Türkiye'de yaşayanlara kızıyorlar, "Almanya'da bize yabancı muamelesi yapılıyor. Siz de bize Almancı diyorsunuz. Arada sıkışıp kalıyoruz" diyorlar.
Dikkatimi çekti... Bundan 25-30 sene önce Almanya'da yaşayan vatandaşlarımızın hemen hepsi 1-2 ayı Türkiye'de geçirirdi. Çünkü anneleri, babaları hep buradaydı. Ama şimdi Almanya'da 5-6 nesil oldular.
Eğer tatil için Türkiye'ye geliyorlarsa, Almanya'da kalan annelerini, babalarını veya çocuklarını özlüyorlar. Yani artık "Almancı" vatandaşlarımız yok.
Bir şeye takılmışlar... Türk kulüplerinde ve milli takımında Almanya'da yetişmiş futbolcuların artmasını istiyorlar. Ben de onlara dedim ki, "Bırakın bazı futbolcularımız da Alman Milli Takımı'nda oynasın." Düşünebiliyor musunuz, Dünya Kupası'nda Almanya mücadele ediyor, 4-5 tane de Türk asıllı oyuncu var. Böyle söyleyince de hoşlarına gitti.
Almanya'da 2.5 milyon Türk yaşandığı söyleniyor ama, bu işi iyi bilenler en az 3.5 milyon diyorlar. Galatasaray, Beşiktaş derneklerine gittim. En güzel tarafı Fenerlisi, G.Saraylı’sı, Beşiktaşlı’sı, Trabzonlu’su hep beraber maç izliyor. Takım kavgası yok. Onlara çok soru yönelttim. Türkiye Süper Ligi'nde oynayan kulüplerin başkanlarından kaç tanesini tanıyorsunuz dedim.

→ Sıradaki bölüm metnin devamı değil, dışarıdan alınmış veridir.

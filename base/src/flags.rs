//! Processor flags, as saved alongside the PC.
//!
//! The flags occupy the left-hand 13 bits of a PC word (bits 0 to
//! 12).  In the one-word PC format they share the word with an 18-bit
//! PC; in the extended format they occupy a word of their own.
use std::fmt::{self, Debug, Formatter};

use serde::Serialize;

use crate::subword::join_halves;
use crate::word::{Unsigned18Bit, Unsigned36Bit};

#[derive(Clone, Copy, Default, PartialEq, Eq, Hash, Serialize)]
pub struct PcFlags(u32);

impl PcFlags {
    pub const OVERFLOW: u32 = 0o400_000;
    pub const CARRY0: u32 = 0o200_000;
    pub const CARRY1: u32 = 0o100_000;
    pub const FLOATING_OVERFLOW: u32 = 0o040_000;
    pub const FIRST_PART_DONE: u32 = 0o020_000;
    pub const USER: u32 = 0o010_000;
    pub const USER_IN_OUT: u32 = 0o004_000;
    pub const PUBLIC: u32 = 0o002_000;
    pub const ADDRESS_FAILURE_INHIBIT: u32 = 0o001_000;
    pub const TRAP2: u32 = 0o000_400;
    pub const TRAP1: u32 = 0o000_200;
    pub const FLOATING_UNDERFLOW: u32 = 0o000_100;
    pub const NO_DIVIDE: u32 = 0o000_040;

    const VALID: u32 = 0o777_740;

    pub const fn empty() -> PcFlags {
        PcFlags(0)
    }

    /// Extract the flags from the left half of a PC word.  Bits 13 to
    /// 17 are not flags and are ignored.
    pub fn from_halfword(h: Unsigned18Bit) -> PcFlags {
        PcFlags(u32::from(h) & PcFlags::VALID)
    }

    pub fn from_bits(bits: u32) -> PcFlags {
        PcFlags(bits & PcFlags::VALID)
    }

    pub fn bits(&self) -> u32 {
        self.0
    }

    pub fn halfword(&self) -> Unsigned18Bit {
        // VALID lies within the low 18 bits.
        Unsigned18Bit::ZERO.bitor(self.0)
    }

    pub fn contains(&self, mask: u32) -> bool {
        self.0 & mask == mask
    }

    pub fn with(self, mask: u32) -> PcFlags {
        PcFlags((self.0 | mask) & PcFlags::VALID)
    }

    pub fn without(self, mask: u32) -> PcFlags {
        PcFlags(self.0 & !mask)
    }

    pub fn user(&self) -> bool {
        self.contains(PcFlags::USER)
    }

    pub fn public(&self) -> bool {
        self.contains(PcFlags::PUBLIC)
    }

    pub fn address_failure_inhibit(&self) -> bool {
        self.contains(PcFlags::ADDRESS_FAILURE_INHIBIT)
    }

    /// The one-word PC format: flags in the left half, PC in the
    /// right half.
    pub fn pc_word(&self, pc: Unsigned18Bit) -> Unsigned36Bit {
        join_halves(self.halfword(), pc)
    }

    /// The flags word of the extended (two-word) PC format.
    pub fn flags_word(&self) -> Unsigned36Bit {
        join_halves(self.halfword(), Unsigned18Bit::ZERO)
    }
}

impl Debug for PcFlags {
    fn fmt(&self, f: &mut Formatter<'_>) -> fmt::Result {
        const NAMES: [(u32, &str); 13] = [
            (PcFlags::OVERFLOW, "OV"),
            (PcFlags::CARRY0, "CRY0"),
            (PcFlags::CARRY1, "CRY1"),
            (PcFlags::FLOATING_OVERFLOW, "FOV"),
            (PcFlags::FIRST_PART_DONE, "FPD"),
            (PcFlags::USER, "USER"),
            (PcFlags::USER_IN_OUT, "USERIO"),
            (PcFlags::PUBLIC, "PUBLIC"),
            (PcFlags::ADDRESS_FAILURE_INHIBIT, "AFI"),
            (PcFlags::TRAP2, "TRAP2"),
            (PcFlags::TRAP1, "TRAP1"),
            (PcFlags::FLOATING_UNDERFLOW, "FXU"),
            (PcFlags::NO_DIVIDE, "DCK"),
        ];
        let mut names = NAMES
            .iter()
            .filter(|(mask, _)| self.contains(*mask))
            .map(|(_, name)| *name);
        f.write_str("PcFlags{")?;
        if let Some(first) = names.next() {
            f.write_str(first)?;
            for name in names {
                write!(f, " {name}")?;
            }
        }
        f.write_str("}")
    }
}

En azı 12 tanesini hatırladı. Peki "Alman liginden kaç başkan tanıyorsunuz" dedim. Hepsinin bildiği bir başkan var. O da Beckenbauer. En fazla 4 başkan ismi verdiler. Söyledikleri şu... Kulüp başkanının kim olduğunu taraftar bilmez. Adamı yolda görseniz tanımazsınız. Ancak kendisini tanırsanız, bilirsiniz. Almanya'da neden federasyon-kulüp ilişkilerinin düzgün gittiğini daha iyi anlıyoruz.
Nefis kokteyl...
FRANKFURT'ta 5 gün kaldım. Meridien Oteli'nin içinde Casablanca diye bir bar var. Burayı işleten ise Ahmet adında bir Türk.

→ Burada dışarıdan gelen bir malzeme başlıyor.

//! Virtual and physical addresses, and the pages containing them.
//!
//! A virtual address is 30 bits wide: a 12-bit section number
//! followed by an 18-bit in-section address.  Only sections 0 to 37
//! (octal) can ever be mapped, but larger section numbers are
//! representable so that the pager can report them as illegal.
//!
//! A physical address is 22 bits wide, and a physical page number is
//! the address with the 9-bit page offset removed.
use std::fmt::{self, Debug, Display, Formatter, Octal};

use serde::Serialize;

use crate::error::{ConversionFailed, Quantity};
use crate::word::{Unsigned18Bit, Unsigned36Bit};

/// Number of words in a page.
pub const PAGE_SIZE: u32 = 512;
/// Width of the in-page offset.
pub const PAGE_SHIFT: u32 = 9;
const OFFSET_MASK: u32 = PAGE_SIZE - 1;
/// Number of sections which can be mapped.
pub const SECTION_COUNT: u32 = 0o40;
/// Number of pages in one section.
pub const PAGES_PER_SECTION: u32 = 0o1000;

const VIRTUAL_ADDRESS_BITS: u32 = 30;
const PHYSICAL_ADDRESS_BITS: u32 = 22;
const PHYSICAL_PAGE_BITS: u32 = PHYSICAL_ADDRESS_BITS - PAGE_SHIFT;
const SECTION_BITS: u32 = 12;

const SECTION_TOO_WIDE: ConversionFailed = ConversionFailed::TooWide {
    quantity: Quantity::Section,
    bits: SECTION_BITS,
};

#[derive(Clone, Copy, Default, PartialEq, Eq, PartialOrd, Ord, Hash, Serialize)]
pub struct VirtualAddress(u32);

impl VirtualAddress {
    pub const MAX: VirtualAddress = VirtualAddress((1 << VIRTUAL_ADDRESS_BITS) - 1);

    pub fn new(section: u32, in_section: Unsigned18Bit) -> Result<VirtualAddress, ConversionFailed> {
        if section >= 1 << SECTION_BITS {
            Err(SECTION_TOO_WIDE)
        } else {
            Ok(VirtualAddress((section << 18) | u32::from(in_section)))
        }
    }

    /// An address in section 0.
    pub fn local(in_section: Unsigned18Bit) -> VirtualAddress {
        VirtualAddress(u32::from(in_section))
    }

    pub fn section(&self) -> u32 {
        self.0 >> 18
    }

    pub fn in_section(&self) -> Unsigned18Bit {
        Unsigned18Bit::ZERO.bitor(self.0 & 0o777_777)
    }

    pub fn page(&self) -> VirtualPage {
        VirtualPage(self.0 >> PAGE_SHIFT)
    }

    pub fn offset(&self) -> u32 {
        self.0 & OFFSET_MASK
    }

    pub fn bits(&self) -> u32 {
        self.0
    }
}

impl TryFrom<u64> for VirtualAddress {
    type Error = ConversionFailed;
    fn try_from(n: u64) -> Result<VirtualAddress, ConversionFailed> {
        match u32::try_from(n) {
            Ok(bits) if bits <= VirtualAddress::MAX.0 => Ok(VirtualAddress(bits)),
            _ => Err(ConversionFailed::TooWide {
                quantity: Quantity::VirtualAddress,
                bits: VIRTUAL_ADDRESS_BITS,
            }),
        }
    }
}

impl From<VirtualAddress> for Unsigned36Bit {
    fn from(va: VirtualAddress) -> Unsigned36Bit {
        Unsigned36Bit::from(va.0)
    }
}

impl Debug for VirtualAddress {
    fn fmt(&self, f: &mut Formatter<'_>) -> fmt::Result {
        write!(f, "VirtualAddress({:o},,{:06o})", self.section(), self.in_section())
    }
}

impl Display for VirtualAddress {
    fn fmt(&self, f: &mut Formatter<'_>) -> fmt::Result {
        if self.section() == 0 {
            write!(f, "{:06o}", self.in_section())
        } else {
            write!(f, "{:o},,{:06o}", self.section(), self.in_section())
        }
    }
}

/// A virtual page number: the section number followed by the 9-bit
/// page-within-section.
#[derive(Clone, Copy, PartialEq, Eq, PartialOrd, Ord, Hash, Serialize)]
pub struct VirtualPage(u32);

impl VirtualPage {
    pub fn new(section: u32, page_in_section: u32) -> Result<VirtualPage, ConversionFailed> {
        if section >= 1 << SECTION_BITS {
            Err(SECTION_TOO_WIDE)
        } else if page_in_section >= PAGES_PER_SECTION {
            Err(ConversionFailed::TooWide {
                quantity: Quantity::PageInSection,
                bits: PAGE_SHIFT,
            })
        } else {
            Ok(VirtualPage((section << PAGE_SHIFT) | page_in_section))
        }
    }

    pub fn section(&self) -> u32 {
        self.0 >> PAGE_SHIFT
    }

    pub fn in_section(&self) -> u32 {
        self.0 & (PAGES_PER_SECTION - 1)
    }

    /// Position of this page in a table covering every mappable
    /// section.
    pub fn index(&self) -> usize {
        self.0 as usize
    }

    pub fn first_address(&self) -> VirtualAddress {
        VirtualAddress(self.0 << PAGE_SHIFT)
    }
}

impl Debug for VirtualPage {
    fn fmt(&self, f: &mut Formatter<'_>) -> fmt::Result {
        write!(f, "VirtualPage({:o},,{:03o})", self.section(), self.in_section())
    }
}

impl Display for VirtualPage {
    fn fmt(&self, f: &mut Formatter<'_>) -> fmt::Result {
        write!(f, "{:o}", self.0)
    }
}

#[derive(Clone, Copy, PartialEq, Eq, PartialOrd, Ord, Hash, Serialize)]
pub struct PhysicalAddress(u32);

impl PhysicalAddress {
    pub const MAX: PhysicalAddress = PhysicalAddress((1 << PHYSICAL_ADDRESS_BITS) - 1);

    pub fn new(page: PhysicalPage, offset: u32) -> PhysicalAddress {
        PhysicalAddress((u32::from(page.0) << PAGE_SHIFT) | (offset & OFFSET_MASK))
    }

    pub fn page(&self) -> PhysicalPage {
        // A 22-bit address always has a 13-bit page number.
        PhysicalPage((self.0 >> PAGE_SHIFT) as u16)
    }

    pub fn offset(&self) -> u32 {
        self.0 & OFFSET_MASK
    }

    pub fn bits(&self) -> u32 {
        self.0
    }

    /// The address `n` words further on, if that is still a physical
    /// address.
    pub fn checked_add(&self, n: u32) -> Option<PhysicalAddress> {
        self.0
            .checked_add(n)
            .filter(|bits| *bits <= PhysicalAddress::MAX.0)
            .map(PhysicalAddress)
    }
}

impl TryFrom<u64> for PhysicalAddress {
    type Error = ConversionFailed;
    fn try_from(n: u64) -> Result<PhysicalAddress, ConversionFailed> {
        match u32::try_from(n) {
            Ok(bits) if bits <= PhysicalAddress::MAX.0 => Ok(PhysicalAddress(bits)),
            _ => Err(ConversionFailed::TooWide {
                quantity: Quantity::PhysicalAddress,
                bits: PHYSICAL_ADDRESS_BITS,
            }),
        }
    }
}

impl TryFrom<u32> for PhysicalAddress {
    type Error = ConversionFailed;
    fn try_from(n: u32) -> Result<PhysicalAddress, ConversionFailed> {
        PhysicalAddress::try_from(u64::from(n))
    }
}

impl From<PhysicalAddress> for Unsigned36Bit {
    fn from(pa: PhysicalAddress) -> Unsigned36Bit {
        Unsigned36Bit::from(pa.0)
    }
}

impl Debug for PhysicalAddress {
    fn fmt(&self, f: &mut Formatter<'_>) -> fmt::Result {
        write!(f, "PhysicalAddress({:o})", self.0)
    }
}

impl Display for PhysicalAddress {
    fn fmt(&self, f: &mut Formatter<'_>) -> fmt::Result {
        write!(f, "{:08o}", self.0)
    }
}

impl Octal for PhysicalAddress {
    fn fmt(&self, f: &mut Formatter<'_>) -> fmt::Result {
        Octal::fmt(&self.0, f)
    }
}

#[derive(Clone, Copy, Default, PartialEq, Eq, PartialOrd, Ord, Hash, Serialize)]
pub struct PhysicalPage(u16);

impl PhysicalPage {
    pub const MIN: PhysicalPage = PhysicalPage(0);
    pub const MAX: PhysicalPage = PhysicalPage((1 << PHYSICAL_PAGE_BITS) - 1);

    pub fn address(&self) -> PhysicalAddress {
        PhysicalAddress::new(*self, 0)
    }

    pub fn bits(&self) -> u16 {
        self.0
    }
}

impl TryFrom<u64> for PhysicalPage {
    type Error = ConversionFailed;
    fn try_from(n: u64) -> Result<PhysicalPage, ConversionFailed> {
        match u16::try_from(n) {
            Ok(bits) if bits <= PhysicalPage::MAX.0 => Ok(PhysicalPage(bits)),
            _ => Err(ConversionFailed::TooWide {
                quantity: Quantity::PhysicalPage,
                bits: PHYSICAL_PAGE_BITS,
            }),
        }
    }
}

impl TryFrom<u32> for PhysicalPage {
    type Error = ConversionFailed;
    fn try_from(n: u32) -> Result<PhysicalPage, ConversionFailed> {
        PhysicalPage::try_from(u64::from(n))
    }
}

impl From<PhysicalPage> for u32 {
    fn from(p: PhysicalPage) -> u32 {
        p.0.into()
    }
}

impl Debug for PhysicalPage {
    fn fmt(&self, f: &mut Formatter<'_>) -> fmt::Result {
        write!(f, "PhysicalPage({:o})", self.0)
    }
}

impl Display for PhysicalPage {
    fn fmt(&self, f: &mut Formatter<'_>) -> fmt::Result {
        write!(f, "{:o}", self.0)
    }
}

Hayatımda bu kadar güzel içki kokteylleri içmedim. Zaten 3-4 tane dünya şampiyonluğu varmış. Daha hazırlarken ağzınızın suyu akıyor. Sanki sanat eseri. Meraklılarına duyurulur.
NOT: İçtiklerimin parasını son kuruşuna kadar verdiğim için rahatlıkla bu sütunlarda yazıyorum. Avanta otellerde kalıp yemek yiyenlerin sütunlarında yazdığı gibi değil.
Hatasız stat
ARENA Stadı'nı gördükten sonra Türkiye'deki statların "Stat'cık" olduğunu yazdım. Bazı Fenerliler alınmış. F.Bahçe Stadı kötü stat değil. İyi bir stat. Orada maç seyretmek de zevkli. Fenerbahçe Stadı eğer güzel ise, ki güzel. Arena Stadı, hem de hatasız ve çok çok güzel. Şehrin 5 kilometre dışında, stada giriş ve çıkış yolları güzel ve akıcı. Otopark sorunu yok. Stadın içine girmeye başladığınızda resmen bir butik görünümü var. Koridorlarda çiçekler, yürüyen merdivenler.. Hava iyi oldu mu, stadın zeminindeki çimler iki yandan dışarı çıkarılıp havalandırılıyor. Yağmur yağdığında da stadın üstü kapanıyor. Tam orta sahanın üzerinde, 4 tribüne ayrı ayrı bakan 4 ekran var. Böyle bir statta akustiği artık siz düşünün.
Allianz Arena
MÜNİH'e yeni stat yapıldı. İsmi Allianz Arena... Toplam maliyeti 340 milyon Euro. Bunun 90 milyon Euro'su 2021 yılına kadar isim hakkı olarak Allianz'dan alınmış. Geri kalan 250 milyon Euro'yu Bayern Münih ve 1860 Münih kulüpleri paylaşmışlar. Bayern Münih 75 milyon Euro'luk hisseyi Adidas'a satmış. Yani bu stat için Bayern Münih'in cebinden çıkan para 50 milyon Euro olmuş.
Almanlar stadı anlata anlata bitiremiyorlar. İnşallah Dünya Kupası'na gideriz, bu statta maç oynarız.
NOT: FIFA, Dünya Kupası süresince stadın üzerindeki Allianz armasının görünmesini istemiyor. Çünkü kendi sponsorları var. Ayrıca bu stadın alt yapı hizmetleri için Münih Belediyesi harcadığı parayı kulüplerden almamış.